▸ **Description of the task**:
Among the entries that follow, count the lines with the word "StorageError" and report the number by itself.

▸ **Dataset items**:
⁂
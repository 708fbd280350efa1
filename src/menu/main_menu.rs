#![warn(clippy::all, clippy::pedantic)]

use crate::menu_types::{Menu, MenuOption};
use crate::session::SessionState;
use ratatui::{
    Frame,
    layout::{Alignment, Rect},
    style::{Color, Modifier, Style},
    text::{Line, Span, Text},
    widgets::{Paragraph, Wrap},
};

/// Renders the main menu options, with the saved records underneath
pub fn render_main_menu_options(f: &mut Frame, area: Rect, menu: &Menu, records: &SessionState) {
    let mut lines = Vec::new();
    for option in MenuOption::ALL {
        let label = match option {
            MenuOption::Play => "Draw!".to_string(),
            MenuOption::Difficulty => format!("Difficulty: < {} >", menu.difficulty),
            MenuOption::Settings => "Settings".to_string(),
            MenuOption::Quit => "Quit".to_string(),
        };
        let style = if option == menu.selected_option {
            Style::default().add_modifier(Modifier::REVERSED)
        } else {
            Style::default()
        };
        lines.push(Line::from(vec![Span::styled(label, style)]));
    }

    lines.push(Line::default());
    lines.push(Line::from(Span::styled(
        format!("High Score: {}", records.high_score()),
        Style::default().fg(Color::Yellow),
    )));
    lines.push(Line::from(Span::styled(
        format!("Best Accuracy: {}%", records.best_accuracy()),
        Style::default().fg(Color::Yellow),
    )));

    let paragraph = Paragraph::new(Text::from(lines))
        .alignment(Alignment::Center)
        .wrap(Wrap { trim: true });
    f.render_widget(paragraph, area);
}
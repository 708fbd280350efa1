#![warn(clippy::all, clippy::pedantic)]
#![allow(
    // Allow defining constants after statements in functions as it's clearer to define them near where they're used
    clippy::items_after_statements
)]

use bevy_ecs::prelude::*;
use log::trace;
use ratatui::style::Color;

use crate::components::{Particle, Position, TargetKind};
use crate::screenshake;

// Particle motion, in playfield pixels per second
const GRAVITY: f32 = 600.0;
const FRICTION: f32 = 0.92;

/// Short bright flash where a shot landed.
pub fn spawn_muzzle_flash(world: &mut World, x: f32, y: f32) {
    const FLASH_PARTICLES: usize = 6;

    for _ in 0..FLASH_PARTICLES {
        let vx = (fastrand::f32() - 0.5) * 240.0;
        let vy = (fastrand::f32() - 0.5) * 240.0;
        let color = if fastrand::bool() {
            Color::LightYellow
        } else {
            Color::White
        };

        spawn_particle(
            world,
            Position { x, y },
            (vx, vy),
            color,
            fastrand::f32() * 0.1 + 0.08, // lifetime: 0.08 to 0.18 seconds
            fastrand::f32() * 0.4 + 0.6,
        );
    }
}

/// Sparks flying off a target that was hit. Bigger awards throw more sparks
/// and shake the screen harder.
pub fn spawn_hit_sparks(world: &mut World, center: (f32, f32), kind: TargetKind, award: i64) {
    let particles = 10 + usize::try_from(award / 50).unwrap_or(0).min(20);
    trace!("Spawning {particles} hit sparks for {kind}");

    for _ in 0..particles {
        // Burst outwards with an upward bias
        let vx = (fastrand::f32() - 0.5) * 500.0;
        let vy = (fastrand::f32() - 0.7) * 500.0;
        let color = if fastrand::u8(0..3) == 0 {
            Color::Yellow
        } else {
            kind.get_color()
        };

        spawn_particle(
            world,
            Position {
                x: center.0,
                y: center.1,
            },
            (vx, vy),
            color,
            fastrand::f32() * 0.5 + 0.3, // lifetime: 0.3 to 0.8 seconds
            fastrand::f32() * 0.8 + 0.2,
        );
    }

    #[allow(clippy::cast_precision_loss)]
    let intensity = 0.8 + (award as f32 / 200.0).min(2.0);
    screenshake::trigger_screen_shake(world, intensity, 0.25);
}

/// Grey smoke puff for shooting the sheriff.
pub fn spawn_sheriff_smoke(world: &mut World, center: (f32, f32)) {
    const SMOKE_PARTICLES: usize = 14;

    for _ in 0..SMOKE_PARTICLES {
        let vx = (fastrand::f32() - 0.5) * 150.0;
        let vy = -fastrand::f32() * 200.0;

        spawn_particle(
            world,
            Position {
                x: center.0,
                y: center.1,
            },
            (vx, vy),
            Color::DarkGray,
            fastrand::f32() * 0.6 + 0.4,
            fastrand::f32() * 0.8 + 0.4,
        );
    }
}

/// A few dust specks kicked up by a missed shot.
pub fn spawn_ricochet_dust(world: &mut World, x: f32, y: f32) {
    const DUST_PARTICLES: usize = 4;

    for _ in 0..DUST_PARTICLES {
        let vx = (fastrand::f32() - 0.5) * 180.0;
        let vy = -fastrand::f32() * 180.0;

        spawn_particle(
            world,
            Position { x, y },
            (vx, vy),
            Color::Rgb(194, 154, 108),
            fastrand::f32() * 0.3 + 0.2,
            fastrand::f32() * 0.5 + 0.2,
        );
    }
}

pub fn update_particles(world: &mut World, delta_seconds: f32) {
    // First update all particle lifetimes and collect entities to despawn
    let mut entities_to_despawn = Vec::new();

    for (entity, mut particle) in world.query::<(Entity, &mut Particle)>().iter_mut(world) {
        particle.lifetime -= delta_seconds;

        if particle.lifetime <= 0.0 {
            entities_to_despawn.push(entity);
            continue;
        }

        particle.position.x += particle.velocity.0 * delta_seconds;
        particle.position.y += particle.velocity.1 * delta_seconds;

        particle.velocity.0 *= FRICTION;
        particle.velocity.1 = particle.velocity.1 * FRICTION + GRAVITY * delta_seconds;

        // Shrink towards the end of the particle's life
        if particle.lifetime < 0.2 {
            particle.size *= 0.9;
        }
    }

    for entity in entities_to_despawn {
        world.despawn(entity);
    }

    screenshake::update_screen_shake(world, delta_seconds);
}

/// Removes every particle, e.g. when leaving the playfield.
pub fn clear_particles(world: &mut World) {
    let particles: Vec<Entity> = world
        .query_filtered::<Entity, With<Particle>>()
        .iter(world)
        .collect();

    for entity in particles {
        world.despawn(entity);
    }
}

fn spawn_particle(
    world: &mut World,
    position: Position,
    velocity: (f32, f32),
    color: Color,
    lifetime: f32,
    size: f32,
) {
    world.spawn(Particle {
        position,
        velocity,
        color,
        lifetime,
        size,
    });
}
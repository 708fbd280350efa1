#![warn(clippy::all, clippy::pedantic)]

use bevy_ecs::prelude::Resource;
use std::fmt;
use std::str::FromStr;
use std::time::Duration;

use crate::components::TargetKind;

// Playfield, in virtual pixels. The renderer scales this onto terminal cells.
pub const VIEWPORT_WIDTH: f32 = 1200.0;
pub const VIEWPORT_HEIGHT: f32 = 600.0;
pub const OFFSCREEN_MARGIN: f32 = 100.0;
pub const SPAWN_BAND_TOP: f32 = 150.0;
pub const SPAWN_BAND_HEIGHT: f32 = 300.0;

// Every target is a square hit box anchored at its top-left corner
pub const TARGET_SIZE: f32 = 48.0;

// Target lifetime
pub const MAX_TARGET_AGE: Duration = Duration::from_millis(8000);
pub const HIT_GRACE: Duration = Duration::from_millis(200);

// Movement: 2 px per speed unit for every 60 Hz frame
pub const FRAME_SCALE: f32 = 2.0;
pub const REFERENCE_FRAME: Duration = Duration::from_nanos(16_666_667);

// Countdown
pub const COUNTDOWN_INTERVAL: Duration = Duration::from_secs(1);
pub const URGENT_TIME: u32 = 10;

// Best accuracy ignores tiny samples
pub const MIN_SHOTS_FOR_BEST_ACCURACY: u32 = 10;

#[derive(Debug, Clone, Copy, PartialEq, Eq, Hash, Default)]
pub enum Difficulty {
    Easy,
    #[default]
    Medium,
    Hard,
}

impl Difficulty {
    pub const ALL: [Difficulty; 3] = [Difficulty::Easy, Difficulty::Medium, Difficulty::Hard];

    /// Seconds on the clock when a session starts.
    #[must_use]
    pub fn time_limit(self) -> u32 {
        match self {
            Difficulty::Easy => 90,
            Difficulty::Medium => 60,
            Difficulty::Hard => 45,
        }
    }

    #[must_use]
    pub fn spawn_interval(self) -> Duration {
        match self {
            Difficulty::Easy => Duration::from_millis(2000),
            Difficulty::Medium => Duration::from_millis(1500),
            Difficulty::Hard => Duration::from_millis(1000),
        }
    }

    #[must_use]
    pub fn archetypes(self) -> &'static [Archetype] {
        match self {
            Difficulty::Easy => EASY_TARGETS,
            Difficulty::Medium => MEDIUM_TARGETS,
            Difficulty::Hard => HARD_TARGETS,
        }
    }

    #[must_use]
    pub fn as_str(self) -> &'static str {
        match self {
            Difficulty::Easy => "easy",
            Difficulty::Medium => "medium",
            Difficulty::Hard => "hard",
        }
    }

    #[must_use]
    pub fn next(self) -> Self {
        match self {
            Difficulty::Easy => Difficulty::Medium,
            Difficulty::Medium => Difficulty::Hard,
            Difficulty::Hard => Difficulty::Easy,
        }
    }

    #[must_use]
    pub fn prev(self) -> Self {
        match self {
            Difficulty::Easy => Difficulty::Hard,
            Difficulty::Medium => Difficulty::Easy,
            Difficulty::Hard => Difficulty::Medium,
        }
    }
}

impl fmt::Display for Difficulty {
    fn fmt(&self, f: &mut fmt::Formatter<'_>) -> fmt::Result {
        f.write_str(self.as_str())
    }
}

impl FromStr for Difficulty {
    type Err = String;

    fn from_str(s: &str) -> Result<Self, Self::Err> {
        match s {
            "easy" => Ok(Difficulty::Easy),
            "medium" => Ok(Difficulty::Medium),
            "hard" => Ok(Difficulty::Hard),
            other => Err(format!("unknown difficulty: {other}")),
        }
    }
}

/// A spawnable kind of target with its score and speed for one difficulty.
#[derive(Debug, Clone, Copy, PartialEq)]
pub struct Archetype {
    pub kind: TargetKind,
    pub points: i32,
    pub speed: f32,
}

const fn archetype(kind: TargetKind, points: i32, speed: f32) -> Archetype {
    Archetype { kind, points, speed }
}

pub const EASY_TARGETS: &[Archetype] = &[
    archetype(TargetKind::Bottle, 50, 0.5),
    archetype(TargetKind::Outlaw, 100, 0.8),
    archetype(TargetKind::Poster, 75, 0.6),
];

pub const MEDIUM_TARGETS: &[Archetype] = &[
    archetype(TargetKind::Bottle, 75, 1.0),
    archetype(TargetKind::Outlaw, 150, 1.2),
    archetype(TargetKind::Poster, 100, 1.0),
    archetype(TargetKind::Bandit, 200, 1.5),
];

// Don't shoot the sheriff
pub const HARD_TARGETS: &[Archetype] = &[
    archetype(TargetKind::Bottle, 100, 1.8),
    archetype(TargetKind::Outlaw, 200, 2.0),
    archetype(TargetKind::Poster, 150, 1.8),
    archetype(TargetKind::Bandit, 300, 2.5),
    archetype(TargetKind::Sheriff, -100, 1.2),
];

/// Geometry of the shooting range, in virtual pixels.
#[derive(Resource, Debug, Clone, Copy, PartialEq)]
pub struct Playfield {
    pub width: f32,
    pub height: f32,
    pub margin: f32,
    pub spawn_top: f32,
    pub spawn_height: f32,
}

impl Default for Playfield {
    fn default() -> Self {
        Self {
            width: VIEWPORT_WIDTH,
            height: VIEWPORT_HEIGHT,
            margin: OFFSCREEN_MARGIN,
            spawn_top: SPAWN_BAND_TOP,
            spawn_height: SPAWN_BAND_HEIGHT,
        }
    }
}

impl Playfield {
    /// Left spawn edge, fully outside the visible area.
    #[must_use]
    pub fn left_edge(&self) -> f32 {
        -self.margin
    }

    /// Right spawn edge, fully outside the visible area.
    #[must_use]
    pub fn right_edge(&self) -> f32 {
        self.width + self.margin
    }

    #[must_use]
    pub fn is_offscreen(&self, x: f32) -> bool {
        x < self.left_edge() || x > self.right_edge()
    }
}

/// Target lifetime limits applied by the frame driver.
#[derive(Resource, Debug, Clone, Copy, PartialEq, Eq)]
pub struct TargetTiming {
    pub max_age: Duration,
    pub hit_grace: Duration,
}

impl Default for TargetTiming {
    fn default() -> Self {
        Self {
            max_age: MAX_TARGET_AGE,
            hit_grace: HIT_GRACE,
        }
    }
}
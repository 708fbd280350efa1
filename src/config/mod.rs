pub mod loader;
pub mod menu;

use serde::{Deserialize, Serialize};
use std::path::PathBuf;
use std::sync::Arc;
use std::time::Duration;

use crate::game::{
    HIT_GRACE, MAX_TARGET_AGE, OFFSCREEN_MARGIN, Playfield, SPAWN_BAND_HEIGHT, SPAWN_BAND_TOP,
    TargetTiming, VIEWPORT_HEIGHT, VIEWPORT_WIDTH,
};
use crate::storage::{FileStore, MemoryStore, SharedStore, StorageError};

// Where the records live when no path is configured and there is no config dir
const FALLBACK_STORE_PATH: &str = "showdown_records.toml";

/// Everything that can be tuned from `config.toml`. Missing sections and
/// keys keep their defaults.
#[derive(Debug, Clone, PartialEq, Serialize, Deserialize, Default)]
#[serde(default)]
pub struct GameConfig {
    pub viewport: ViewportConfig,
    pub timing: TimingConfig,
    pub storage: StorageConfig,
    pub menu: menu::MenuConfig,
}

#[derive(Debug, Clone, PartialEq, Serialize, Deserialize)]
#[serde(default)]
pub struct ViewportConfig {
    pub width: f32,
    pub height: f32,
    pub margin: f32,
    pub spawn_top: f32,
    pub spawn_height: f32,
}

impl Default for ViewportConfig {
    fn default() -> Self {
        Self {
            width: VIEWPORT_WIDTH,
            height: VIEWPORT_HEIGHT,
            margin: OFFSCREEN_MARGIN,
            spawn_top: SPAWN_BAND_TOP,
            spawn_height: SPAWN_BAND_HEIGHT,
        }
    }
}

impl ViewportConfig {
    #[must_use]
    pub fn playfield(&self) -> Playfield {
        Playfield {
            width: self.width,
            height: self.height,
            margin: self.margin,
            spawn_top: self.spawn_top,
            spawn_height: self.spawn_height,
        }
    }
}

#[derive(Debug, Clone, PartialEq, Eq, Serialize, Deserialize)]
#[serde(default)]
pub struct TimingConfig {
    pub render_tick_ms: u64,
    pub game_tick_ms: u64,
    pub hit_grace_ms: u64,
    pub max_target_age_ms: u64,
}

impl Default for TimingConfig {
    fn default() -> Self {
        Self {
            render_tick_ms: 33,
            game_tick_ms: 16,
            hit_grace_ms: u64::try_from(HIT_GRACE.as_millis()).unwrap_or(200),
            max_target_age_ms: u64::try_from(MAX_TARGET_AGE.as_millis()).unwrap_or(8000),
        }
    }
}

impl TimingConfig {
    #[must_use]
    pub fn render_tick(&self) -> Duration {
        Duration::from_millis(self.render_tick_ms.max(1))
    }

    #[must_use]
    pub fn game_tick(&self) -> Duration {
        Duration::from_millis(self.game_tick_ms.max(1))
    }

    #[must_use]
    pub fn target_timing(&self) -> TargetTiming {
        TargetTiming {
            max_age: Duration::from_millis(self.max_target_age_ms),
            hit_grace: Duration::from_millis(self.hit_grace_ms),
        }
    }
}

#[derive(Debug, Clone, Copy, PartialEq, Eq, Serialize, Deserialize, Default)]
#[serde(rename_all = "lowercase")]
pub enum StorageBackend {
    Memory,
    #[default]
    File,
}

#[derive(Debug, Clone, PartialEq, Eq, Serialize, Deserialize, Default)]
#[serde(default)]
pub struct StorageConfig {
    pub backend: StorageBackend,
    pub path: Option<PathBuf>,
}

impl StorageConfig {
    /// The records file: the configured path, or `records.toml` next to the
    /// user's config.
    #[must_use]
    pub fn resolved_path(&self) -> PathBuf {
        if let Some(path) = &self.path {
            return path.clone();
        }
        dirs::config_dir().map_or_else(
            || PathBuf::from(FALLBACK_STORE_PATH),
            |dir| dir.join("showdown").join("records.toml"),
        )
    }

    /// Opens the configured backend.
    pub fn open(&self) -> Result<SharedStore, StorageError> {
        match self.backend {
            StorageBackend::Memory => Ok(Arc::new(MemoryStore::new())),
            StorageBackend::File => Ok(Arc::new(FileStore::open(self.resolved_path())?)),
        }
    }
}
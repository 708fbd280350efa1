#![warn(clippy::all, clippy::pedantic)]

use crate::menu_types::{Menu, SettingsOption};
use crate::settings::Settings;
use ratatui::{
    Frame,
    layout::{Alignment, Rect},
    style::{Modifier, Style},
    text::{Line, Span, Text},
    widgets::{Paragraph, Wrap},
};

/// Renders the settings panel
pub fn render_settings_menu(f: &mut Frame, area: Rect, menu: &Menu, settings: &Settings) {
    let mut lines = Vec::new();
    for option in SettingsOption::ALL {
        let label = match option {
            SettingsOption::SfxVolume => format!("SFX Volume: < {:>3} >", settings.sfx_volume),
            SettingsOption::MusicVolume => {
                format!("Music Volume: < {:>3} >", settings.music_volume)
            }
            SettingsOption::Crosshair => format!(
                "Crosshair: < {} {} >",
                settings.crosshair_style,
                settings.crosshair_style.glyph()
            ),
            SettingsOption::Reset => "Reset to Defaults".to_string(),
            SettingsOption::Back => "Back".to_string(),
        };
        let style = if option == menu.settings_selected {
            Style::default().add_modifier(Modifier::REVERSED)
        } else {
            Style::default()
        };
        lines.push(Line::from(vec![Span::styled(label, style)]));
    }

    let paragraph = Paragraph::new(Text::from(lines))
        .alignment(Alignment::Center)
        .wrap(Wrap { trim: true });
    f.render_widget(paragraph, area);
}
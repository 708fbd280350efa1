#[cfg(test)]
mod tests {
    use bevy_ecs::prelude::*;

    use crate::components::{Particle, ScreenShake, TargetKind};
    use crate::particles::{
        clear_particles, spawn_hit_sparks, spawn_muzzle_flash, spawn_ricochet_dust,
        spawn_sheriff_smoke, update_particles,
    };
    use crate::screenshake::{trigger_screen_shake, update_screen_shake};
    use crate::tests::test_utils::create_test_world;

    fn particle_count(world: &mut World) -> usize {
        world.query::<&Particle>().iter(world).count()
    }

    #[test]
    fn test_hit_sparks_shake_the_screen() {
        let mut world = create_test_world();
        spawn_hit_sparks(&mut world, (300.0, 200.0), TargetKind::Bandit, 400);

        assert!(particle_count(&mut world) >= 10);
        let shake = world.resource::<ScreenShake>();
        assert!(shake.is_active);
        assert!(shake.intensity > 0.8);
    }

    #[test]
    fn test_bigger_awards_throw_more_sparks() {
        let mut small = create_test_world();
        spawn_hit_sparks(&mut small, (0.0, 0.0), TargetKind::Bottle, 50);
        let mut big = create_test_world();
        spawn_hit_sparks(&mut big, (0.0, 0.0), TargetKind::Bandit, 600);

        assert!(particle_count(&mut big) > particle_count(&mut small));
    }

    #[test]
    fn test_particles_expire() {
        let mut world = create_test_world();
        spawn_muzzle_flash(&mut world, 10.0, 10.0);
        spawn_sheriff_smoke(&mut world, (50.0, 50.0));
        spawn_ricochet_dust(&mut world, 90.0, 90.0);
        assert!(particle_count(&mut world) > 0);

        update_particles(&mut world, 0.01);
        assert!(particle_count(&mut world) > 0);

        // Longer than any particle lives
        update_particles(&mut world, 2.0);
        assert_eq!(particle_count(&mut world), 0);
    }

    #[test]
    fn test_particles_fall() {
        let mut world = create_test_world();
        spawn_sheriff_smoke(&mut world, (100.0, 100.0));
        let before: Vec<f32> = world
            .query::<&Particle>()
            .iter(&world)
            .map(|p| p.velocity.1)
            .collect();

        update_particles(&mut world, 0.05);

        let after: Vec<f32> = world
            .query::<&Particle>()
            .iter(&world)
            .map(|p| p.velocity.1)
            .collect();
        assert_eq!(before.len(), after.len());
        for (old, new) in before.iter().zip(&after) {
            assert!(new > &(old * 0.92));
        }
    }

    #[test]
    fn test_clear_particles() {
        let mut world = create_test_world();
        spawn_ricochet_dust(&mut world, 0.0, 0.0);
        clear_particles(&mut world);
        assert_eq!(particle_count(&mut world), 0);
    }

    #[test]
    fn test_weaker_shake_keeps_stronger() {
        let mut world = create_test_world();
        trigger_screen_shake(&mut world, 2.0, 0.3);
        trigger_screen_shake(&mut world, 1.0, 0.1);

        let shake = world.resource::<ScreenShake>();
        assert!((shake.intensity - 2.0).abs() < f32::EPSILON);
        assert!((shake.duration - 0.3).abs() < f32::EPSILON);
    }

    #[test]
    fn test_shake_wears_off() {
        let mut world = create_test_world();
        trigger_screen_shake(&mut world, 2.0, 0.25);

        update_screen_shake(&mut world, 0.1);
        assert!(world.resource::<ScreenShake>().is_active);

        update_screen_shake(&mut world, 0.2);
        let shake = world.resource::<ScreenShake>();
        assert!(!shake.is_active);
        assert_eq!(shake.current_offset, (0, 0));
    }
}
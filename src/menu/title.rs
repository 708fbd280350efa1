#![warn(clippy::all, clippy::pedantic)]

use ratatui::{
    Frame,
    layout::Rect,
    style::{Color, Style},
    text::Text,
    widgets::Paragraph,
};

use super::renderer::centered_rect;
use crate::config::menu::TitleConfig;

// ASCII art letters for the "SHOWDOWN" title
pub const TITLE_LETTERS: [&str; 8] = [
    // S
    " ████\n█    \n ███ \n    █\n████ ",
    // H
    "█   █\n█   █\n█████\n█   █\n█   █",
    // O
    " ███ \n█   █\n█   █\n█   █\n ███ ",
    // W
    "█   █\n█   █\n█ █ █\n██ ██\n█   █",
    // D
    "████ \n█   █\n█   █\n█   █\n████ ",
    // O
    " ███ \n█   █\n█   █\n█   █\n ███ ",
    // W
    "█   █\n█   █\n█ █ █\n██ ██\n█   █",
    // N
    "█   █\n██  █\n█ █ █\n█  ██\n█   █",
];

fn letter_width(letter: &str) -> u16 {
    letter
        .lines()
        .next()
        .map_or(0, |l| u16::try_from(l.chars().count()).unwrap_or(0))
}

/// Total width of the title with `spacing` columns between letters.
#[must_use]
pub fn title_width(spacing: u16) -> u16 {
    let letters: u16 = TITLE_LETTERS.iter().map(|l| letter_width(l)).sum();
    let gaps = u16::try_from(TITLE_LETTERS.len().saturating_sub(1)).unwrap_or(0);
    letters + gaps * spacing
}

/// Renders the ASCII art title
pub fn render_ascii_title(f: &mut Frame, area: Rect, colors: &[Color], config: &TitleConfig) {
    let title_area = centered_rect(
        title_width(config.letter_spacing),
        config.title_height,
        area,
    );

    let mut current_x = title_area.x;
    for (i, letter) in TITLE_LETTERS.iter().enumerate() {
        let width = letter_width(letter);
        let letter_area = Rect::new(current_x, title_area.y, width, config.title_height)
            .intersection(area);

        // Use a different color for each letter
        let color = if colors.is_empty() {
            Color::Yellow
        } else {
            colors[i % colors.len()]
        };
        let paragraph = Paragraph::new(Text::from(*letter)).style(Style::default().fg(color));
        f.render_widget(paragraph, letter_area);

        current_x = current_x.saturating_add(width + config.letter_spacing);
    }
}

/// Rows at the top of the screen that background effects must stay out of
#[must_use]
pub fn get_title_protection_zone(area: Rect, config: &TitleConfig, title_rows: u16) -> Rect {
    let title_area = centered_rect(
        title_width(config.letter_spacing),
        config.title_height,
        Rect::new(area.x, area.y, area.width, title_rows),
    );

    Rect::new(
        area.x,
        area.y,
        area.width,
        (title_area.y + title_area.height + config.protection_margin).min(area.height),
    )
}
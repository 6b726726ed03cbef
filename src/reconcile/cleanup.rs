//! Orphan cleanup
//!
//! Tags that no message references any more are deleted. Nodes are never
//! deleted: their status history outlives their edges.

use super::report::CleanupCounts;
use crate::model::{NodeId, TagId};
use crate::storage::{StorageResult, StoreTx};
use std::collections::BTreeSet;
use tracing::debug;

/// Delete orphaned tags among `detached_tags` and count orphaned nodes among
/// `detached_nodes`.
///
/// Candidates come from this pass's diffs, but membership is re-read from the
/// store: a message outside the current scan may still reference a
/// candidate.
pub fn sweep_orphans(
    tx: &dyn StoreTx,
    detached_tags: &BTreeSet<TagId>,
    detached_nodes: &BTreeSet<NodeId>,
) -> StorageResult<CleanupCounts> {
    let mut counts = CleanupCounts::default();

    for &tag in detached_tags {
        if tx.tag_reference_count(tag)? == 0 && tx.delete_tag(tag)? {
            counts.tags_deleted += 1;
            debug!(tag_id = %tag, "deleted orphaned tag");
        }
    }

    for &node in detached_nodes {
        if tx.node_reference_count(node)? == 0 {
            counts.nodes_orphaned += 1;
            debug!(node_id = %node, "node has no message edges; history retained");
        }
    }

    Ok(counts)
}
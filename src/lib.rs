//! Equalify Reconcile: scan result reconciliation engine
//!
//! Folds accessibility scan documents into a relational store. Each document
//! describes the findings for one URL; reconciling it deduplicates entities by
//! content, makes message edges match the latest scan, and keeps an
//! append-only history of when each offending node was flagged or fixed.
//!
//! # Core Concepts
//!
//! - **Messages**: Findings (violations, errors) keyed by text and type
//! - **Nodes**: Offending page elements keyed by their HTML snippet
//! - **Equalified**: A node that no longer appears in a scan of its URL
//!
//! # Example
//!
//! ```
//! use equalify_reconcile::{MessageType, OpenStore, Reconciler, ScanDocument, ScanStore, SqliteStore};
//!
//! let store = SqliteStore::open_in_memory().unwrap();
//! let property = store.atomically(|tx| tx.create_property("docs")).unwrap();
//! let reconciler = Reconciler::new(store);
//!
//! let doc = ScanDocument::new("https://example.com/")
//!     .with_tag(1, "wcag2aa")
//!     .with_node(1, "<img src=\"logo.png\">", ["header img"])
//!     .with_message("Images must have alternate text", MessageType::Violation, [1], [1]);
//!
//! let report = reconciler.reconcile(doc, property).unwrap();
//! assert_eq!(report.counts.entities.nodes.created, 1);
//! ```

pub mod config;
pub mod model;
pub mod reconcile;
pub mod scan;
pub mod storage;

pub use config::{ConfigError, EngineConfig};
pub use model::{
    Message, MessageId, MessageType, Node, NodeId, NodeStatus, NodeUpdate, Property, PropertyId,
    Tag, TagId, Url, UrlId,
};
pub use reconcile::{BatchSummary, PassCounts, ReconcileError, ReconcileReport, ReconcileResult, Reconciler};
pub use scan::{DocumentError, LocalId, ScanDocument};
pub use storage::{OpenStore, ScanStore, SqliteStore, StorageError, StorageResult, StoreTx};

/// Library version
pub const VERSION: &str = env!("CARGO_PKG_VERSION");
⁂
▸ **Answer to this problem**:
3